Kitty opened the note.
“Oh! It is not for me at all, Elvira, it says, ‘Dear Miss Bottringham,’ as an opening.”
She handed the note to Elvira.
“Oh, no!” cried Elvira. “It says that Hugo is injured and calling for me, and not likely to live long!”
“How on earth is he to have been injured two streets from your own home?” asked Kitty.
“I… yes, indeed, and he says I must make myself comfortable and bring my wrap ready for a journey by coach to where he was injured… I hate coach travel, it makes me feel quite ill, since….” She had gone very pale.
“May I see?” asked Kitty. Elvira passed her the letter, and Kitty read it.
Dear Miss Bottringham,
I am sorry to be the bearer of bad tidings, but your brother has been injured, and is asking for you. It is not certain if he will survive, so I urge you to hurry, and make yourself comfortable for a journey, with your wrap, and come out to my carriage to travel to him. Burn this if you can, or dispose of it where nobody will find it, or your brother’s reputation will be quite destroyed.
A friend.
“Well, that’s so much poppycock,” said Kitty. “We know it’s no journey at all to your house where he went to be with Sophie. I tell you what! Let’s trap whoever it is, because this stinks of an abduction for your fortune. I don’t have a fortune, so he’ll let me go, and if I dress in Stephen’s clothes under a gown, in a cloak, I’ll decoy him away and find out who he is for your brother to thrash, and if I take plenty of money, I can take a stage coach home dressed as a boy from wherever he dumps me. But I’ll keep him going as long as possible. You’d better ask Stephen to take you home as soon as I’ve gone off to let Mr. Bottringham know, and then Stephen can let Papa and Mama know.”
“Oh, Kitty! Are you sure we shouldn’t just tell your parents?” said Elvira.
“Well, then he’s likely to laugh it off and say we read into it too much and would get away with it,” said Kitty. “Don’t worry; I won’t let him hurt me.”
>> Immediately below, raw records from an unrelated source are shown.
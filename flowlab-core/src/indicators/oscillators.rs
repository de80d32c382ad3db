//! Bounded oscillators: RSI, StochRSI, Williams %R, CCI, CMO, Stoch %K/%D.

use super::{mean, rolling_apply};

/// Rolling (min, max) over a full window; NaN pair where the window is
/// incomplete or contains NaN.
pub(crate) fn rolling_extremes(values: &[f64], window: usize) -> (Vec<f64>, Vec<f64>) {
    let n = values.len();
    let mut lows = vec![f64::NAN; n];
    let mut highs = vec![f64::NAN; n];
    if window == 0 || n < window {
        return (lows, highs);
    }
    for i in (window - 1)..n {
        let slice = &values[i + 1 - window..=i];
        if slice.iter().all(|v| v.is_finite()) {
            lows[i] = slice.iter().copied().fold(f64::INFINITY, f64::min);
            highs[i] = slice.iter().copied().fold(f64::NEG_INFINITY, f64::max);
        }
    }
    (lows, highs)
}

/// Relative Strength Index with Wilder smoothing.
///
/// Seeded with the plain average of the first `window` changes; thereafter
/// avg ← (avg·(w−1) + x)/w. avg_loss == 0 ⇒ RSI = 100.
/// First finite value lands at index `window`.
pub fn rsi(close: &[f64], window: usize) -> Vec<f64> {
    let n = close.len();
    let mut out = vec![f64::NAN; n];
    if window == 0 || n < window + 1 {
        return out;
    }

    let mut changes = vec![f64::NAN; n];
    for i in 1..n {
        if close[i].is_finite() && close[i - 1].is_finite() {
            changes[i] = close[i] - close[i - 1];
        }
    }

    let mut avg_gain = 0.0;
    let mut avg_loss = 0.0;
    for &ch in &changes[1..=window] {
        if ch.is_nan() {
            return out;
        }
        if ch > 0.0 {
            avg_gain += ch;
        } else {
            avg_loss -= ch;
        }
    }
    avg_gain /= window as f64;
    avg_loss /= window as f64;
    out[window] = rsi_value(avg_gain, avg_loss);

    let w = window as f64;
    for i in (window + 1)..n {
        if changes[i].is_nan() {
            break;
        }
        let gain = changes[i].max(0.0);
        let loss = (-changes[i]).max(0.0);
        avg_gain = (avg_gain * (w - 1.0) + gain) / w;
        avg_loss = (avg_loss * (w - 1.0) + loss) / w;
        out[i] = rsi_value(avg_gain, avg_loss);
    }
    out
}

fn rsi_value(avg_gain: f64, avg_loss: f64) -> f64 {
    if avg_loss == 0.0 {
        100.0
    } else {
        100.0 - 100.0 / (1.0 + avg_gain / avg_loss)
    }
}

/// Stochastic of RSI: position of RSI within its own rolling range, 0..100.
pub fn stoch_rsi(close: &[f64], window: usize) -> Vec<f64> {
    let base = rsi(close, window);
    let (lows, highs) = rolling_extremes(&base, window);
    base.iter()
        .zip(lows.iter().zip(&highs))
        .map(|(&r, (&lo, &hi))| {
            if r.is_finite() && hi > lo {
                (r - lo) / (hi - lo) * 100.0
            } else {
                f64::NAN
            }
        })
        .collect()
}

/// Williams %R: (highest high − close) / (highest high − lowest low) × −100.
pub fn williams_r(high: &[f64], low: &[f64], close: &[f64], window: usize) -> Vec<f64> {
    let (_, highest) = rolling_extremes(high, window);
    let (lowest, _) = rolling_extremes(low, window);
    close
        .iter()
        .enumerate()
        .map(|(i, &c)| {
            let hh = highest[i];
            let ll = lowest[i];
            if c.is_finite() && hh.is_finite() && ll.is_finite() && hh > ll {
                (hh - c) / (hh - ll) * -100.0
            } else {
                f64::NAN
            }
        })
        .collect()
}

/// Commodity Channel Index over the typical price (H+L+C)/3.
pub fn cci(high: &[f64], low: &[f64], close: &[f64], window: usize) -> Vec<f64> {
    let tp: Vec<f64> = high
        .iter()
        .zip(low.iter().zip(close))
        .map(|(&h, (&l, &c))| (h + l + c) / 3.0)
        .collect();

    let n = tp.len();
    let mut out = vec![f64::NAN; n];
    if window == 0 || n < window {
        return out;
    }
    for i in (window - 1)..n {
        let slice = &tp[i + 1 - window..=i];
        if slice.iter().any(|v| !v.is_finite()) {
            continue;
        }
        let m = mean(slice);
        let mad = slice.iter().map(|v| (v - m).abs()).sum::<f64>() / window as f64;
        if mad > 0.0 {
            out[i] = (tp[i] - m) / (0.015 * mad);
        }
    }
    out
}

/// Chande Momentum Oscillator: 100 · (Σgains − Σlosses)/(Σgains + Σlosses).
pub fn cmo(close: &[f64], window: usize) -> Vec<f64> {
    let n = close.len();
    let mut out = vec![f64::NAN; n];
    if window == 0 || n < window + 1 {
        return out;
    }
    for i in window..n {
        let mut gains = 0.0;
        let mut losses = 0.0;
        let mut valid = true;
        for j in (i - window + 1)..=i {
            if !close[j].is_finite() || !close[j - 1].is_finite() {
                valid = false;
                break;
            }
            let ch = close[j] - close[j - 1];
            if ch > 0.0 {
                gains += ch;
            } else {
                losses -= ch;
            }
        }
        if !valid {
            continue;
        }
        let total = gains + losses;
        out[i] = if total > 0.0 {
            100.0 * (gains - losses) / total
        } else {
            0.0
        };
    }
    out
}

/// Fast stochastic %K: position of close within the rolling high/low range.
pub fn stoch_k(high: &[f64], low: &[f64], close: &[f64], window: usize) -> Vec<f64> {
    let (_, highest) = rolling_extremes(high, window);
    let (lowest, _) = rolling_extremes(low, window);
    close
        .iter()
        .enumerate()
        .map(|(i, &c)| {
            let hh = highest[i];
            let ll = lowest[i];
            if c.is_finite() && hh.is_finite() && ll.is_finite() && hh > ll {
                (c - ll) / (hh - ll) * 100.0
            } else {
                f64::NAN
            }
        })
        .collect()
}

/// Stochastic %D: 3-bar SMA of %K.
pub fn stoch_d(high: &[f64], low: &[f64], close: &[f64], window: usize) -> Vec<f64> {
    rolling_apply(&stoch_k(high, low, close, window), 3, mean)
}

#[cfg(test)]
mod tests {
    use super::*;
    use crate::indicators::{assert_approx, TestSeries};

    #[test]
    fn rsi_all_gains_is_100() {
        let out = rsi(&[100.0, 101.0, 102.0, 103.0, 104.0, 105.0], 3);
        assert_approx(out[3], 100.0, 1e-9);
    }

    #[test]
    fn rsi_all_losses_is_0() {
        let out = rsi(&[105.0, 104.0, 103.0, 102.0, 101.0, 100.0], 3);
        assert_approx(out[3], 0.0, 1e-9);
    }

    #[test]
    fn rsi_known_mix() {
        // Changes: +0.34, -0.25, -0.48 → seed avg_gain 0.34/3, avg_loss 0.73/3
        // RSI[3] = 100 - 100/(1 + 0.34/0.73) = 31.77...
        let out = rsi(&[44.0, 44.34, 44.09, 43.61], 3);
        assert_approx(out[3], 100.0 - 100.0 / (1.0 + 0.34 / 0.73), 1e-9);
    }

    #[test]
    fn rsi_bounded() {
        let closes = vec![100.0, 105.0, 98.0, 110.0, 95.0, 115.0, 90.0, 120.0];
        for &v in rsi(&closes, 3).iter().filter(|v| v.is_finite()) {
            assert!((0.0..=100.0).contains(&v));
        }
    }

    #[test]
    fn rsi_warmup_length() {
        let out = rsi(&[1.0, 2.0, 3.0, 4.0, 5.0], 2);
        assert!(out[0].is_nan());
        assert!(out[1].is_nan());
        assert!(out[2].is_finite());
    }

    #[test]
    fn rsi_nan_in_seed_poisons_series() {
        let mut closes = vec![100.0, 101.0, 102.0, 103.0, 104.0];
        closes[2] = f64::NAN;
        assert!(rsi(&closes, 3).iter().all(|v| v.is_nan()));
    }

    #[test]
    fn williams_r_bounded() {
        let s = TestSeries::from_closes(&[100.0, 102.0, 101.0, 105.0, 99.0, 103.0]);
        let v = s.view();
        for &x in williams_r(v.high, v.low, v.close, 3)
            .iter()
            .filter(|x| x.is_finite())
        {
            assert!((-100.0..=0.0).contains(&x), "%R out of range: {x}");
        }
    }

    #[test]
    fn stoch_k_at_range_top_is_100() {
        // Close hits the rolling high exactly when high == close.
        let high = vec![10.0, 11.0, 12.0];
        let low = vec![9.0, 9.5, 10.0];
        let close = vec![9.5, 10.0, 12.0];
        let out = stoch_k(&high, &low, &close, 3);
        assert_approx(out[2], 100.0, 1e-9);
    }

    #[test]
    fn cmo_flat_series_is_zero() {
        let out = cmo(&[50.0; 10], 3);
        assert_approx(out[5], 0.0, 1e-12);
    }

    #[test]
    fn cmo_bounded() {
        let closes = vec![10.0, 12.0, 11.0, 13.0, 12.5, 14.0, 13.0];
        for &v in cmo(&closes, 3).iter().filter(|v| v.is_finite()) {
            assert!((-100.0..=100.0).contains(&v));
        }
    }

    #[test]
    fn cci_centered_on_flat_series() {
        let s = TestSeries::from_closes(&[100.0; 8]);
        let v = s.view();
        let out = cci(v.high, v.low, v.close, 4);
        // Flat tp → mad from the high/low padding only on bar 0's open; values near 0
        for &x in out.iter().filter(|x| x.is_finite()) {
            assert!(x.abs() < 200.0);
        }
    }

    #[test]
    fn stoch_rsi_bounded() {
        let closes: Vec<f64> = (0..40).map(|i| 100.0 + ((i * 7) % 13) as f64).collect();
        for &v in stoch_rsi(&closes, 5).iter().filter(|v| v.is_finite()) {
            assert!((0.0..=100.0).contains(&v));
        }
    }

    #[test]
    fn stoch_d_lags_stoch_k() {
        let s = TestSeries::from_closes(&[10.0, 11.0, 12.0, 13.0, 14.0, 15.0, 16.0]);
        let v = s.view();
        let k = stoch_k(v.high, v.low, v.close, 3);
        let d = stoch_d(v.high, v.low, v.close, 3);
        let first_k = k.iter().position(|x| x.is_finite()).unwrap();
        let first_d = d.iter().position(|x| x.is_finite()).unwrap();
        assert!(first_d >= first_k + 2);
    }
}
“But what if he overpowers you and ruins you?” asked Elvira.
“I’ll take my muff pistol; Papa made sure I am a tolerable shot, because he says that I’m a sad romp but at least if I’m a sad romp who knows how to take care of herself, I should be less of a worry to him. And I’ll take Stephen’s clasp knife too, and put it down my boot in case of being tied up.”
[1] True story. My husband’s class went to see the Roman Polanski film age 13. Guess who was the idiot who explained to the master.